Newer drug treatments have evolved over the past several years. Sudden manic episodes are increasingly treated with risperidone, quetiapine, or olanzapine (drugs referred to as "atypical antipsychotics"), because they have a minimal risk of serious side effects. Other commonly used drugs for mania include the anticonvulsants carbamazepine and divalproex. However, carbamazepine can seriously reduce the number of red and white blood cells, and divalproex can cause liver damage (primarily in children) and in rare cases can cause severe damage to the pancreas. With close monitoring by a doctor, these problems can be caught in time, making carbamazepine and divalproex useful alternatives to lithium, especially for people who have not responded to other treatments.

Recently, the anticonvulsant lamotrigine has begun to be used to treat manic-depressive illness, especially in the depressed phase. Lamotrigine eliminates the need for antidepressants in some people. Like carbamazepine, lamotrigine can cause a serious rash. Oxcarbazepine and topiramate are other anticonvulsants being used as well.

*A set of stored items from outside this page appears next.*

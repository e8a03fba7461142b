use std::sync::Arc;

use axum::extract::{Multipart, Path, State};
use axum::http::{HeaderMap, StatusCode};
use axum::response::IntoResponse;
use axum::Json;
use serde::Serialize;

use super::AppState;
use crate::clock::Clock;
use crate::errors::KioskError;
use crate::limiter::RateDecision;
use crate::models::{Gender, GenerationJob, GenerationOptions, Prominence};

// ---------------------------------------------------------------------------
// Error response
// ---------------------------------------------------------------------------

#[derive(Debug, Serialize)]
pub struct ErrorResponse {
    pub error: String,
    pub message: String,
}

fn error_response(status: StatusCode, error: &str, message: &str) -> impl IntoResponse {
    (
        status,
        Json(ErrorResponse {
            error: error.to_string(),
            message: message.to_string(),
        }),
    )
}

fn validation_response(message: String) -> axum::response::Response {
    error_response(
        StatusCode::BAD_REQUEST,
        "validation_error",
        &KioskError::Validation(message).to_string(),
    )
    .into_response()
}

// ---------------------------------------------------------------------------
// Multipart submission
// ---------------------------------------------------------------------------

const KIOSK_HEADER: &str = "x-kiosk-id";

/// Kiosk ids end up in rate-limit keys, log lines, and artifact file
/// names, so only `[A-Za-z0-9_-]` is accepted. Anything else (including
/// a missing header) is treated as the anonymous "unknown" kiosk.
fn kiosk_id_from_headers(headers: &HeaderMap) -> String {
    let candidate = headers
        .get(KIOSK_HEADER)
        .and_then(|v| v.to_str().ok())
        .unwrap_or_default();
    let valid = !candidate.is_empty()
        && candidate
            .chars()
            .all(|c| c.is_ascii_alphanumeric() || c == '-' || c == '_');
    if valid {
        candidate.to_string()
    } else {
        "unknown".to_string()
    }
}

#[derive(Debug, Default)]
struct Submission {
    image: Option<Vec<u8>>,
    mime: Option<String>,
    background_id: Option<String>,
    gender: Option<String>,
    prominence: Option<String>,
}

async fn read_submission(mut multipart: Multipart) -> Result<Submission, String> {
    let mut submission = Submission::default();
    while let Some(field) = multipart
        .next_field()
        .await
        .map_err(|e| format!("unreadable multipart body: {}", e))?
    {
        let name = field.name().unwrap_or_default().to_string();
        match name.as_str() {
            "image" => {
                submission.mime = field.content_type().map(|m| m.to_string());
                let bytes = field
                    .bytes()
                    .await
                    .map_err(|e| format!("unreadable image field: {}", e))?;
                submission.image = Some(bytes.to_vec());
            }
            "backgroundId" => {
                submission.background_id = Some(
                    field
                        .text()
                        .await
                        .map_err(|e| format!("unreadable backgroundId field: {}", e))?,
                );
            }
            "gender" => {
                submission.gender = Some(
                    field
                        .text()
                        .await
                        .map_err(|e| format!("unreadable gender field: {}", e))?,
                );
            }
            "prominence" => {
                submission.prominence = Some(
                    field
                        .text()
                        .await
                        .map_err(|e| format!("unreadable prominence field: {}", e))?,
                );
            }
            // Unknown fields are ignored so kiosk firmware can evolve first.
            _ => {}
        }
    }
    Ok(submission)
}

// ---------------------------------------------------------------------------
// Handlers
// ---------------------------------------------------------------------------

/// POST /api/generate
pub async fn generate(
    State(state): State<Arc<AppState>>,
    headers: HeaderMap,
    multipart: Multipart,
) -> impl IntoResponse {
    let kiosk_id = kiosk_id_from_headers(&headers);

    // Admission gate 1: per-kiosk rate limit.
    if let RateDecision::Limited {
        key,
        retry_after_secs,
    } = state.limiter.check(&kiosk_id)
    {
        tracing::warn!("Rate limited kiosk '{}'", key);
        return error_response(
            StatusCode::TOO_MANY_REQUESTS,
            "rate_limited",
            &KioskError::RateLimited(format!(
                "kiosk '{}' exceeded the request limit, retry in {}s",
                key, retry_after_secs
            ))
            .to_string(),
        )
        .into_response();
    }

    let submission = match read_submission(multipart).await {
        Ok(submission) => submission,
        Err(e) => {
            tracing::warn!("Rejected submission from '{}': {}", kiosk_id, e);
            return validation_response(e);
        }
    };

    let image = match submission.image {
        Some(image) if !image.is_empty() => image,
        _ => {
            return validation_response(
                "an 'image' field with the selfie is required".to_string(),
            );
        }
    };
    if image.len() > state.config.max_upload_bytes {
        return validation_response(format!(
            "image exceeds the {} byte upload limit",
            state.config.max_upload_bytes
        ));
    }
    let background_id = match submission.background_id {
        Some(id) if !id.is_empty() => id,
        _ => {
            return validation_response("a 'backgroundId' field is required".to_string());
        }
    };

    // Admission gate 2: queue backlog.
    let backlog = state.queue.backlog();
    if backlog > state.config.backlog_threshold {
        tracing::warn!(
            "Shedding request from '{}', backlog at {}",
            kiosk_id,
            backlog
        );
        return error_response(
            StatusCode::SERVICE_UNAVAILABLE,
            "overloaded",
            &KioskError::Overloaded(backlog).to_string(),
        )
        .into_response();
    }

    let options = GenerationOptions {
        gender: submission
            .gender
            .as_deref()
            .map(Gender::parse)
            .unwrap_or(Gender::Female),
        prominence: submission
            .prominence
            .as_deref()
            .map(Prominence::parse)
            .unwrap_or(Prominence::Medium),
    };
    let priority = state.config.kiosks.get(&kiosk_id).copied().unwrap_or(0);
    let mime = submission
        .mime
        .unwrap_or_else(|| "application/octet-stream".to_string());

    let job = GenerationJob::new(
        kiosk_id.clone(),
        image,
        mime,
        background_id,
        options,
        state.clock.now(),
        priority,
    );
    let session_id = job.id;
    let submitted_at = job.submitted_at;

    state.registry.open(&job).await;
    state.stats.record_submitted(&kiosk_id, submitted_at).await;
    tracing::info!(
        "Session {} from '{}' queued at priority {}",
        session_id,
        kiosk_id,
        priority
    );

    let orchestrator = Arc::clone(&state.orchestrator);
    let receiver = state
        .queue
        .add(priority, async move { orchestrator.execute(job).await });

    match receiver.await {
        Ok(Ok(outcome)) => {
            let elapsed_ms = (state.clock.now() - submitted_at).num_milliseconds().max(0);
            (
                StatusCode::OK,
                Json(serde_json::json!({
                    "image": outcome.image,
                    "processing_time_ms": elapsed_ms,
                    "session_id": session_id,
                    "kiosk_id": kiosk_id,
                    "queue_backlog": state.queue.backlog(),
                })),
            )
                .into_response()
        }
        Ok(Err(e)) => {
            // Root cause stays in the server log; kiosks get a generic body.
            tracing::error!("Session {} failed: {}", session_id, e);
            (
                StatusCode::INTERNAL_SERVER_ERROR,
                Json(serde_json::json!({
                    "error": "generation_failed",
                    "message": "Image generation failed, please try again",
                    "kiosk_id": kiosk_id,
                })),
            )
                .into_response()
        }
        Err(_) => {
            tracing::error!("Session {} was dropped before completion", session_id);
            error_response(
                StatusCode::INTERNAL_SERVER_ERROR,
                "generation_failed",
                "Image generation was interrupted, please try again",
            )
            .into_response()
        }
    }
}

/// GET /api/backgrounds
pub async fn list_backgrounds(State(state): State<Arc<AppState>>) -> impl IntoResponse {
    let categories: Vec<serde_json::Value> = state
        .catalog
        .grouped()
        .into_iter()
        .map(|(category, backgrounds)| {
            serde_json::json!({
                "category": category,
                "backgrounds": backgrounds,
            })
        })
        .collect();
    (
        StatusCode::OK,
        Json(serde_json::json!({ "categories": categories })),
    )
}

/// GET /api/monitor
pub async fn monitor(State(state): State<Arc<AppState>>) -> impl IntoResponse {
    let recent = state
        .registry
        .recent(state.config.recent_sessions)
        .await;
    (
        StatusCode::OK,
        Json(serde_json::json!({
            "kiosks": state.stats.snapshot().await,
            "queue_backlog": state.queue.backlog(),
            "in_flight": state.queue.in_flight(),
            "total_sessions": state.registry.len().await,
            "recent_sessions": recent,
            "uptime_seconds": state.start_time.elapsed().as_secs(),
            "memory_bytes": resident_memory_bytes(),
            "timestamp": state.clock.now(),
        })),
    )
}

/// GET /api/kiosk/{kiosk_id}/status
pub async fn kiosk_status(
    State(state): State<Arc<AppState>>,
    Path(kiosk_id): Path<String>,
) -> impl IntoResponse {
    match state.stats.get(&kiosk_id).await {
        Some(stats) => (
            StatusCode::OK,
            Json(serde_json::json!({
                "kiosk_id": kiosk_id,
                "total": stats.total,
                "completed": stats.completed,
                "failed": stats.failed,
                "last_active": stats.last_active,
                "queue_backlog": state.queue.backlog(),
            })),
        )
            .into_response(),
        None => error_response(
            StatusCode::NOT_FOUND,
            "not_found",
            &format!("Kiosk '{}' is not registered", kiosk_id),
        )
        .into_response(),
    }
}

/// Resident set size of this process, in bytes. Linux only; other
/// platforms report zero.
pub fn resident_memory_bytes() -> u64 {
    #[cfg(target_os = "linux")]
    {
        if let Ok(statm) = std::fs::read_to_string("/proc/self/statm") {
            if let Some(resident_pages) = statm
                .split_whitespace()
                .nth(1)
                .and_then(|v| v.parse::<u64>().ok())
            {
                return resident_pages * 4096;
            }
        }
    }
    0
}

#[cfg(test)]
mod tests {
    use super::*;

    #[test]
    fn test_kiosk_header_allows_plain_identifiers() {
        let mut headers = HeaderMap::new();
        headers.insert(KIOSK_HEADER, "kiosk_West-2".parse().unwrap());
        assert_eq!(kiosk_id_from_headers(&headers), "kiosk_West-2");
    }

    #[test]
    fn test_kiosk_header_with_path_characters_is_anonymous() {
        for hostile in ["../escape", "a/b", "a\\b", "..", "kiosk 1", "."] {
            let mut headers = HeaderMap::new();
            headers.insert(KIOSK_HEADER, hostile.parse().unwrap());
            assert_eq!(kiosk_id_from_headers(&headers), "unknown", "{}", hostile);
        }
    }

    #[test]
    fn test_missing_or_empty_kiosk_header_is_anonymous() {
        assert_eq!(kiosk_id_from_headers(&HeaderMap::new()), "unknown");
        let mut headers = HeaderMap::new();
        headers.insert(KIOSK_HEADER, "".parse().unwrap());
        assert_eq!(kiosk_id_from_headers(&headers), "unknown");
    }

    #[test]
    fn test_resident_memory_is_nonzero_on_linux() {
        if cfg!(target_os = "linux") {
            assert!(resident_memory_bytes() > 0);
        } else {
            assert_eq!(resident_memory_bytes(), 0);
        }
    }
}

Psychotherapy is often recommended for people taking mood-stabilizing drugs, mostly to help them stay with their treatment. Group therapy is often useful for helping people and their spouses or relatives understand the manic-depressive illness and better cope with it.

Phototherapy, which involves exposure to artificial light, is sometimes used to treat people with manic-depressive illness, especially those who have milder and more seasonal depression: autumn-winter depression and spring-summer hypomania (seasonal affective disorder). However, if the dose of light is excessive, the person may swing to hypomania or, in some cases, eye damage can occur. Therefore, phototherapy should be supervised by a doctor who specializes in the treatment of mood disorders.